Vendredi 26 février 2016

Multiplication des contrôles de police, arrestations d’imams, fermeture de mosquée… L’Etat sénégalais a renforcé ses mesures de sécurité depuis les attentats de Bamako, fin novembre 2015, et de Ouagadougou, en janvier. Des événements qui marquent « la fin des exceptions en Afrique de l’Ouest », selon Bakary Sambe, directeur de Timbuktu Institute African Center for Peace Studies et coordonnateur de l’Observatoire des radicalismes et conflits religieux en Afrique.

Contre la menace terroriste qui plane désormais sur le Sénégal, celui-ci préconise une réactualisation du discours des guides religieux qui, depuis longtemps, constituent un élément de cohésion sociale auSénégal.

Peut-on parler d’une radicalisation islamique de la société sénégalaise ?

La radicalisation reste un phénomène marginal parce que l’islam majoritaire au Sénégal est essentiellement soufi, confrérique et tolérant. Le champ religieux sénégalais est diversifié depuis les années 1950. C’est à partir des années 1970-1980 que des mouvements sont nés sur la base de leur opposition au système confrérique, considéré par certains comme « impur ».

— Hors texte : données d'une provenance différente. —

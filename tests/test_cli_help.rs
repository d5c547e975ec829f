use assert_cmd::Command;
use predicates::prelude::*;

#[test]
fn test_help_includes_required_options() {
    let mut cmd = Command::cargo_bin("dockerdmon").unwrap();
    cmd.arg("--help");

    cmd.assert()
        .success()
        .stdout(predicate::str::contains("--install-root"))
        .stdout(predicate::str::contains("--parameters"))
        .stdout(predicate::str::contains("--socket"))
        .stdout(predicate::str::contains("--grace"))
        .stdout(predicate::str::contains("--version"))
        .stdout(predicate::str::contains("--help"));
}

#[test]
fn test_help_describes_the_supervisor() {
    let mut cmd = Command::cargo_bin("dockerdmon").unwrap();
    cmd.arg("--help");

    cmd.assert()
        .success()
        .stdout(predicate::str::contains("Supervise"))
        .stdout(predicate::str::contains("daemon"));
}
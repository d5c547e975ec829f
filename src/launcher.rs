//! Daemon launcher
//!
//! Builds the daemon's argument vector from a [`Settings`] snapshot and
//! spawns the process. The argument vector is fully deterministic: same
//! snapshot, same command line.

use std::process::Stdio;

use tokio::process::{Child, Command};
use tracing::info;

use crate::config::RunConfig;
use crate::constants::{
    DEFAULT_DATA_ROOT, IPC_SOCKET_BIND, TCP_BIND_PLAIN, TCP_BIND_TLS, TLS_CERT_FILES,
};
use crate::error::LaunchError;
use crate::settings::Settings;

/// Build the daemon's argument vector from the settings snapshot.
pub fn build_args(settings: &Settings, cfg: &RunConfig) -> Vec<String> {
    let mut args = vec![
        "--config-file".to_string(),
        cfg.daemon_config_file().display().to_string(),
    ];

    if settings.use_tls {
        let (ca, cert, key) = (TLS_CERT_FILES[0], TLS_CERT_FILES[1], TLS_CERT_FILES[2]);
        args.extend([
            "-H".to_string(),
            TCP_BIND_TLS.to_string(),
            "--tlsverify".to_string(),
            "--tlscacert".to_string(),
            cfg.cert_path(ca).display().to_string(),
            "--tlscert".to_string(),
            cfg.cert_path(cert).display().to_string(),
            "--tlskey".to_string(),
            cfg.cert_path(key).display().to_string(),
        ]);
    } else {
        args.extend([
            "-H".to_string(),
            TCP_BIND_PLAIN.to_string(),
            "--tls=false".to_string(),
        ]);
    }

    if let Some(data_root) = &settings.data_root {
        args.push("--data-root".to_string());
        args.push(data_root.display().to_string());
    }

    if settings.use_ipc_socket {
        args.push("-H".to_string());
        args.push(IPC_SOCKET_BIND.to_string());
    }

    args
}

/// One-line summary of the launch mode for the log.
fn describe(settings: &Settings, cfg: &RunConfig) -> String {
    format!(
        "starting {} in {} using {} as storage {} IPC socket",
        cfg.daemon_program,
        if settings.use_tls { "TLS mode" } else { "unsecured mode" },
        settings
            .data_root
            .as_ref()
            .map(|p| p.display().to_string())
            .unwrap_or_else(|| DEFAULT_DATA_ROOT.to_string()),
        if settings.use_ipc_socket { "with" } else { "without" },
    )
}

/// Spawn the daemon with arguments derived from `settings`.
///
/// The child is placed in its own process group with no stdin, and the
/// handle is kept alive so the exit status can be collected asynchronously.
/// A non-blocking probe right after the spawn catches processes that were
/// dead on arrival; a successful spawn syscall alone proves nothing about
/// the program's viability.
pub fn launch(settings: &Settings, cfg: &RunConfig) -> Result<Child, LaunchError> {
    let args = build_args(settings, cfg);
    info!("{}", describe(settings, cfg));

    let mut child = Command::new(&cfg.daemon_program)
        .args(&args)
        .stdin(Stdio::null())
        .process_group(0)
        .kill_on_drop(false)
        .spawn()
        .map_err(|source| LaunchError::Spawn {
            command: cfg.daemon_program.clone(),
            source,
        })?;

    match child.try_wait() {
        Ok(Some(status)) => Err(LaunchError::DiedImmediately { status }),
        Ok(None) => Ok(child),
        Err(source) => Err(LaunchError::Spawn {
            command: cfg.daemon_program.clone(),
            source,
        }),
    }
}
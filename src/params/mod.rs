//! Parameter store interface
//!
//! The supervisor reads its settings from an externally-editable key/value
//! store and reacts to writes against the watched keys. The store itself is
//! a collaborator behind this small boundary: [`ParamStore`] for reads, and a
//! change event per accepted write, delivered over a channel by the concrete
//! store implementation.

pub mod file;
pub mod ipc;

pub use file::FileStore;
pub use ipc::ControlServer;

/// One write to a watched parameter, carrying the key and the new value.
#[derive(Debug, Clone, PartialEq, Eq)]
pub struct ParamChange {
    pub key: String,
    pub value: String,
}

/// Read access to the parameter store.
pub trait ParamStore: Send + Sync {
    /// Current value of a parameter, if it has ever been set.
    fn get(&self, key: &str) -> Option<String>;

    /// Interprets a parameter as a yes/no switch. The store holds `"yes"`
    /// or `"no"`; an absent key or any other value reads as no.
    fn is_yes(&self, key: &str) -> bool {
        self.get(key).as_deref() == Some("yes")
    }
}
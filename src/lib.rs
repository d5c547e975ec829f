//! dockerdmon - container-engine daemon supervisor
//!
//! Supervises the single long-running `dockerd` process on an embedded
//! device: resolves its startup configuration from the device parameters,
//! launches it with derived arguments, and restarts it whenever a watched
//! parameter changes. Shutdown is graceful-then-forceful, and exactly one
//! daemon instance runs at any time.

pub mod cli;
pub mod config;
pub mod constants;
pub mod error;
pub mod launcher;
pub mod params;
pub mod settings;
pub mod supervisor;
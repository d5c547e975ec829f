//! Error types for configuration resolution, daemon launch, and supervision

use std::path::PathBuf;
use std::process::ExitStatus;

/// Errors produced while resolving the daemon's startup configuration.
#[derive(Debug, thiserror::Error)]
pub enum ConfigError {
    /// The selected storage location cannot be used as a data root.
    #[error("storage at {} is unusable: {reason}", .path.display())]
    StorageInvalid { path: PathBuf, reason: String },

    /// TLS was requested but one or more certificate files are absent.
    /// A partial certificate set never proceeds.
    #[error("cannot start with TLS, missing certificate file(s) under {}: {}", .dir.display(), .missing.join(", "))]
    TlsCertsMissing { dir: PathBuf, missing: Vec<String> },
}

/// Errors produced while launching the daemon process.
#[derive(Debug, thiserror::Error)]
pub enum LaunchError {
    /// The spawn syscall itself failed.
    #[error("failed to spawn `{command}`: {source}")]
    Spawn {
        command: String,
        source: std::io::Error,
    },

    /// The process was spawned but was already dead at the first liveness
    /// probe. A successful spawn only proves fork/exec went through, not
    /// that the program is viable.
    #[error("daemon died immediately after launch ({status})")]
    DiedImmediately { status: ExitStatus },
}

/// Errors produced by the process supervisor itself.
#[derive(Debug, thiserror::Error)]
pub enum SupervisorError {
    #[error(transparent)]
    Config(#[from] ConfigError),

    #[error(transparent)]
    Launch(#[from] LaunchError),

    /// A required kill signal could not be delivered.
    #[error("failed to send {signal} to daemon (pid {pid}): {source}")]
    SignalSend {
        signal: &'static str,
        pid: i32,
        source: nix::errno::Errno,
    },
}
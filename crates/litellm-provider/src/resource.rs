//! Generic CRUD over a remote-backed resource.
//!
//! A [`RemoteResource`] describes one resource type: its schema, endpoints and
//! how to convert between [`ResourceData`] and wire records. The
//! [`ResourceHandler`] drives the shared create/read/update/delete shape.

use async_trait::async_trait;
use litellm_client::{ClientError, LitellmClient};
use litellm_core::ValidationError;
use serde::de::DeserializeOwned;
use serde::Serialize;
use serde_json::Value;
use std::marker::PhantomData;

use crate::error::{ProviderError, Result};
use crate::schema::Schema;
use crate::state::ResourceData;

/// API paths of one resource type, relative to the base URL.
#[derive(Debug, Clone, Copy)]
pub struct Endpoints {
    pub create: &'static str,
    pub read: &'static str,
    /// Query parameter carrying the read key.
    pub read_query: &'static str,
    pub update: Option<&'static str>,
    pub delete: &'static str,
}

/// Result of a read.
#[derive(Debug, Clone, Copy, PartialEq, Eq)]
pub enum ReadOutcome {
    Found,
    /// The remote object no longer exists; the id has been cleared.
    Gone,
}

pub trait RemoteResource: Send + Sync + 'static {
    type Payload: Serialize + Send + Sync;
    type Remote: DeserializeOwned + Send;
    type DeletePayload: Serialize + Send + Sync;

    const TYPE_NAME: &'static str;
    const ENDPOINTS: Endpoints;

    fn schema() -> Schema;

    /// Wire record for create, running resource-specific validation.
    fn encode(data: &ResourceData) -> std::result::Result<Self::Payload, ValidationError>;

    /// Wire record for update; create-only fields are left out.
    fn encode_update(data: &ResourceData) -> std::result::Result<Self::Payload, ValidationError> {
        Self::encode(data)
    }

    /// Id chosen by configuration, if any.
    fn chosen_id(data: &ResourceData) -> Option<String>;

    /// Id assigned by the server in a create response.
    fn assigned_id(_response: &Value) -> Option<String> {
        None
    }

    /// Value passed as [`Endpoints::read_query`].
    fn read_key(id: &str, _data: &ResourceData) -> Result<String> {
        Ok(id.to_string())
    }

    /// Overwrite local state with the decoded remote record.
    fn apply(remote: Self::Remote, data: &mut ResourceData) -> ReadOutcome;

    fn delete_payload(id: &str, data: &ResourceData) -> Result<Self::DeletePayload>;

    /// State to read after importing `id`.
    fn import_state(id: &str) -> Result<ResourceData> {
        let mut data = ResourceData::new();
        data.set_id(id);
        Ok(data)
    }
}

/// Object-safe view of a resource type, as registered on the provider.
#[async_trait]
pub trait Resource: Send + Sync {
    fn type_name(&self) -> &'static str;

    fn schema(&self) -> Schema;

    /// Schema checks followed by resource-specific validation.
    fn validate(&self, data: &ResourceData) -> Vec<ValidationError>;

    fn supports_update(&self) -> bool;

    async fn create(&self, client: &LitellmClient, data: &mut ResourceData) -> Result<()>;

    async fn read(&self, client: &LitellmClient, data: &mut ResourceData) -> Result<ReadOutcome>;

    async fn update(&self, client: &LitellmClient, data: &mut ResourceData) -> Result<()>;

    async fn delete(&self, client: &LitellmClient, data: &mut ResourceData) -> Result<()>;

    fn import(&self, id: &str) -> Result<ResourceData>;
}

pub struct ResourceHandler<R> {
    _resource: PhantomData<fn() -> R>,
}

impl<R: RemoteResource> ResourceHandler<R> {
    pub fn new() -> Self {
        Self {
            _resource: PhantomData,
        }
    }
}

impl<R: RemoteResource> Default for ResourceHandler<R> {
    fn default() -> Self {
        Self::new()
    }
}

fn required_id(data: &ResourceData) -> Result<String> {
    data.id().map(str::to_string).ok_or(ProviderError::MissingId)
}

/// GET the record keyed by `key` and decode it.
pub(crate) async fn fetch<R: RemoteResource>(
    client: &LitellmClient,
    key: &str,
) -> Result<R::Remote> {
    let endpoints = R::ENDPOINTS;
    let response = client
        .get(endpoints.read, &[(endpoints.read_query, key)])
        .await?
        .error_for_status(&format!("read {}", R::TYPE_NAME))?;
    Ok(response.json()?)
}

#[async_trait]
impl<R: RemoteResource> Resource for ResourceHandler<R> {
    fn type_name(&self) -> &'static str {
        R::TYPE_NAME
    }

    fn schema(&self) -> Schema {
        R::schema()
    }

    fn validate(&self, data: &ResourceData) -> Vec<ValidationError> {
        let errors = R::schema().validate(data);
        if !errors.is_empty() {
            return errors;
        }
        match R::encode(data) {
            Ok(_) => Vec::new(),
            Err(err) => vec![err],
        }
    }

    fn supports_update(&self) -> bool {
        R::ENDPOINTS.update.is_some()
    }

    async fn create(&self, client: &LitellmClient, data: &mut ResourceData) -> Result<()> {
        let payload = R::encode(data)?;
        let response = client
            .post_json(R::ENDPOINTS.create, &payload)
            .await?
            .error_for_status(&format!("create {}", R::TYPE_NAME))?;

        let id = match R::chosen_id(data) {
            Some(id) => id,
            None => {
                let body: Value = response.json()?;
                R::assigned_id(&body).ok_or_else(|| {
                    ClientError::Decode(format!("{} create response carries no id", R::TYPE_NAME))
                })?
            }
        };

        tracing::info!(resource = R::TYPE_NAME, id = %id, "created resource");
        data.set_id(id);
        Ok(())
    }

    async fn read(&self, client: &LitellmClient, data: &mut ResourceData) -> Result<ReadOutcome> {
        let id = required_id(data)?;
        let key = R::read_key(&id, data)?;
        let remote = fetch::<R>(client, &key).await?;

        let outcome = R::apply(remote, data);
        if outcome == ReadOutcome::Gone {
            tracing::warn!(
                resource = R::TYPE_NAME,
                id = %id,
                "remote object not found, removing from state"
            );
            data.clear_id();
        }
        Ok(outcome)
    }

    async fn update(&self, client: &LitellmClient, data: &mut ResourceData) -> Result<()> {
        let Some(path) = R::ENDPOINTS.update else {
            return Err(ProviderError::UpdateNotSupported(R::TYPE_NAME.to_string()));
        };
        let id = required_id(data)?;
        let payload = R::encode_update(data)?;

        client
            .post_json(path, &payload)
            .await?
            .error_for_status(&format!("update {}", R::TYPE_NAME))?;

        tracing::info!(resource = R::TYPE_NAME, id = %id, "updated resource");
        Ok(())
    }

    async fn delete(&self, client: &LitellmClient, data: &mut ResourceData) -> Result<()> {
        let id = required_id(data)?;
        let payload = R::delete_payload(&id, data)?;

        client
            .post_json(R::ENDPOINTS.delete, &payload)
            .await?
            .error_for_status(&format!("delete {}", R::TYPE_NAME))?;

        tracing::info!(resource = R::TYPE_NAME, id = %id, "deleted resource");
        data.clear_id();
        Ok(())
    }

    fn import(&self, id: &str) -> Result<ResourceData> {
        if id.is_empty() {
            return Err(ProviderError::InvalidImportId {
                id: id.to_string(),
                message: "id must not be empty".to_string(),
            });
        }
        R::import_state(id)
    }
}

Ces mouvements sont animés par l’idéologie salafiste qui s’est diffusée depuis le Moyen-Orient par le biais de la prédication, la da’wa. Le terreau idéologique était certes bien là depuis longtemps, mais c’est le phénomène de la mondialisation et la réduction de l’espace par les moyens de communication modernes qui en ont accéléré la propagation.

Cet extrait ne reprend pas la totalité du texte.